What you need to do |
When copying the data, keep every line exactly the same.

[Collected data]
-*-
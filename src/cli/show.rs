//! `show`: display one file with syntax highlighting, no engine involved

use anyhow::{Context, Result, anyhow, bail};
use console::style;
use file_agent_core::config::AgentConfig;
use file_agent_core::tools::FileOps;
use std::process::ExitCode;
use syntect::easy::HighlightLines;
use syntect::highlighting::{Style, ThemeSet};
use syntect::parsing::SyntaxSet;
use syntect::util::{LinesWithEndings, as_24_bit_terminal_escaped};

const THEME_NAME: &str = "base16-monokai.dark";
const FALLBACK_THEME_NAME: &str = "base16-ocean.dark";
const ANSI_RESET: &str = "\x1b[0m";

pub async fn handle_show_command(config: &AgentConfig, file_path: &str) -> Result<ExitCode> {
    let file_ops = FileOps::from_config(config).context("Failed to open the workspace")?;
    let result = file_ops.show_file(file_path).await;
    if !result.success {
        bail!("{}", result.message);
    }

    let path = result.path.as_deref().unwrap_or(file_path);
    let size = result.size_display.as_deref().unwrap_or("-");
    let content = result.content.as_deref().unwrap_or_default();
    let language = result.language.as_deref().unwrap_or("text");

    println!();
    println!("{} {path}", style("File:").dim());
    println!("{} {size}", style("Size:").dim());
    println!();
    print!("{}", highlight_with_line_numbers(content, language)?);
    Ok(ExitCode::SUCCESS)
}

/// Highlight `content` for a 24-bit terminal, prefixing every line with its number.
///
/// Unknown language hints fall back to plain text.
pub fn highlight_with_line_numbers(content: &str, language: &str) -> Result<String> {
    let syntax_set = SyntaxSet::load_defaults_newlines();
    let theme_set = ThemeSet::load_defaults();
    let theme = theme_set
        .themes
        .get(THEME_NAME)
        .or_else(|| theme_set.themes.get(FALLBACK_THEME_NAME))
        .ok_or_else(|| anyhow!("No syntax highlighting theme available"))?;
    let syntax = syntax_set
        .find_syntax_by_token(language)
        .unwrap_or_else(|| syntax_set.find_syntax_plain_text());

    let mut highlighter = HighlightLines::new(syntax, theme);
    let gutter = content.lines().count().max(1).to_string().len();
    let mut highlighted = String::new();

    for (index, line) in LinesWithEndings::from(content).enumerate() {
        let regions: Vec<(Style, &str)> = highlighter
            .highlight_line(line, &syntax_set)
            .with_context(|| format!("Failed to highlight line {}", index + 1))?;
        let number = format!("{:>gutter$}", index + 1);
        highlighted.push_str(&format!("{} ", style(number).dim()));
        highlighted.push_str(&as_24_bit_terminal_escaped(&regions[..], false));
        highlighted.push_str(ANSI_RESET);
        if !line.ends_with('\n') {
            highlighted.push('\n');
        }
    }

    Ok(highlighted)
}

#[cfg(test)]
mod tests {
    use super::*;
    use console::strip_ansi_codes;
    use file_agent_core::config::FileAgentConfig;
    use tempfile::TempDir;

    fn workspace_config(temp_dir: &TempDir) -> Result<AgentConfig> {
        AgentConfig::from_sources(
            &FileAgentConfig::default(),
            temp_dir.path().to_path_buf(),
            |_| None,
        )
    }

    #[test]
    fn numbers_every_line() -> Result<()> {
        let highlighted = highlight_with_line_numbers("fn main() {\n    run();\n}", "rust")?;
        let plain = strip_ansi_codes(&highlighted).to_string();
        let lines: Vec<&str> = plain.lines().collect();

        assert_eq!(lines, vec!["1 fn main() {", "2     run();", "3 }"]);
        Ok(())
    }

    #[test]
    fn unknown_language_falls_back_to_plain_text() -> Result<()> {
        let highlighted = highlight_with_line_numbers("just words\n", "klingon")?;
        assert_eq!(strip_ansi_codes(&highlighted).trim_end(), "1 just words");
        Ok(())
    }

    #[test]
    fn gutter_is_right_aligned() -> Result<()> {
        let content = (1..=10).map(|n| format!("line {n}\n")).collect::<String>();
        let plain = strip_ansi_codes(&highlight_with_line_numbers(&content, "text")?).to_string();

        assert!(plain.starts_with(" 1 line 1\n"));
        assert!(plain.ends_with("10 line 10\n"));
        Ok(())
    }

    #[test]
    fn empty_content_renders_nothing() -> Result<()> {
        assert_eq!(highlight_with_line_numbers("", "text")?, "");
        Ok(())
    }

    #[tokio::test]
    async fn shows_files_and_reports_escapes() -> Result<()> {
        let temp_dir = TempDir::new()?;
        std::fs::write(temp_dir.path().join("main.rs"), "fn main() {}\n")?;
        let config = workspace_config(&temp_dir)?;

        assert_eq!(
            handle_show_command(&config, "main.rs").await?,
            ExitCode::SUCCESS
        );

        let escaped = handle_show_command(&config, "../secret.txt").await;
        let message = escaped.err().map(|err| err.to_string());
        assert_eq!(
            message.as_deref(),
            Some("Path ../secret.txt is outside the allowed directory")
        );
        Ok(())
    }
}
-*-
Final answer |
filename src/cli/show.rs
//! `show`: display one file with syntax highlighting, no engine involved

use anyhow::{Context, Result, anyhow, bail};
use console::style;
use file_agent_core::config::AgentConfig;
use file_agent_core::tools::FileOps;
use std::process::ExitCode;
use syntect::easy::HighlightLines;
use syntect::highlighting::{Style, ThemeSet};
use syntect::parsing::SyntaxSet;
use syntect::util::{LinesWithEndings, as_24_bit_terminal_escaped};

const THEME_NAME: &str = "base16-monokai.dark";
const FALLBACK_THEME_NAME: &str = "base16-ocean.dark";
const ANSI_RESET: &str = "\x1b[0m";

pub async fn handle_show_command(config: &AgentConfig, file_path: &str) -> Result<ExitCode> {
    let file_ops = FileOps::from_config(config).context("Failed to open the workspace")?;
    let result = file_ops.show_file(file_path).await;
    if !result.success {
        bail!("{}", result.message);
    }

    let path = result.path.as_deref().unwrap_or(file_path);
    let size = result.size_display.as_deref().unwrap_or("-");
    let content = result.content.as_deref().unwrap_or_default();
    let language = result.language.as_deref().unwrap_or("text");

    println!();
    println!("{} {path}", style("File:").dim());
    println!("{} {size}", style("Size:").dim());
    println!();
    print!("{}", highlight_with_line_numbers(content, language)?);
    Ok(ExitCode::SUCCESS)
}

/// Highlight `content` for a 24-bit terminal, prefixing every line with its number.
///
/// Unknown language hints fall back to plain text.
pub fn highlight_with_line_numbers(content: &str, language: &str) -> Result<String> {
    let syntax_set = SyntaxSet::load_defaults_newlines();
    let theme_set = ThemeSet::load_defaults();
    let theme = theme_set
        .themes
        .get(THEME_NAME)
        .or_else(|| theme_set.themes.get(FALLBACK_THEME_NAME))
        .ok_or_else(|| anyhow!("No syntax highlighting theme available"))?;
    let syntax = syntax_set
        .find_syntax_by_token(language)
        .unwrap_or_else(|| syntax_set.find_syntax_plain_text());

    let mut highlighter = HighlightLines::new(syntax, theme);
    let gutter = content.lines().count().max(1).to_string().len();
    let mut highlighted = String::new();

    for (index, line) in LinesWithEndings::from(content).enumerate() {
        let regions: Vec<(Style, &str)> = highlighter
            .highlight_line(line, &syntax_set)
            .with_context(|| format!("Failed to highlight line {}", index + 1))?;
        let number = format!("{:>gutter$}", index + 1);
        highlighted.push_str(&format!("{} ", style(number).dim()));
        highlighted.push_str(&as_24_bit_terminal_escaped(&regions[..], false));
        highlighted.push_str(ANSI_RESET);
        if !line.ends_with('\n') {
            highlighted.push('\n');
        }
    }

    Ok(highlighted)
}

#[cfg(test)]
mod tests {
    use super::*;
    use console::strip_ansi_codes;
    use file_agent_core::config::FileAgentConfig;
    use tempfile::TempDir;

    fn workspace_config(temp_dir: &TempDir) -> Result<AgentConfig> {
        AgentConfig::from_sources(
            &FileAgentConfig::default(),
            temp_dir.path().to_path_buf(),
            |_| None,
        )
    }

    #[test]
    fn numbers_every_line() -> Result<()> {
        let highlighted = highlight_with_line_numbers("fn main() {\n    run();\n}", "rust")?;
        let plain = strip_ansi_codes(&highlighted).to_string();
        let lines: Vec<&str> = plain.lines().collect();

        assert_eq!(lines, vec!["1 fn main() {", "2     run();", "3 }"]);
        Ok(())
    }

    #[test]
    fn unknown_language_falls_back_to_plain_text() -> Result<()> {
        let highlighted = highlight_with_line_numbers("just words\n", "klingon")?;
        assert_eq!(strip_ansi_codes(&highlighted).trim_end(), "1 just words");
        Ok(())
    }

    #[test]
    fn gutter_is_right_aligned() -> Result<()> {
        let content = (1..=10).map(|n| format!("line {n}\n")).collect::<String>();
        let plain = strip_ansi_codes(&highlight_with_line_numbers(&content, "text")?).to_string();

        assert!(plain.starts_with(" 1 line 1\n"));
        assert!(plain.ends_with("10 line 10\n"));
        Ok(())
    }

    #[test]
    fn empty_content_renders_nothing() -> Result<()> {
        assert_eq!(highlight_with_line_numbers("", "text")?, "");
        Ok(())
    }

    #[tokio::test]
    async fn shows_files_and_reports_escapes() -> Result<()> {
        let temp_dir = TempDir::new()?;
        std::fs::write(temp_dir.path().join("main.rs"), "fn main() {}\n")?;
        let config = workspace_config(&temp_dir)?;

        assert_eq!(
            handle_show_command(&config, "main.rs").await?,
            ExitCode::SUCCESS
        );

        let escaped = handle_show_command(&config, "../secret.txt").await;
        let message = escaped.err().map(|err| err.to_string());
        assert_eq!(
            message.as_deref(),
            Some("Path ../secret.txt is outside the allowed directory")
        );
        Ok(())
    }
}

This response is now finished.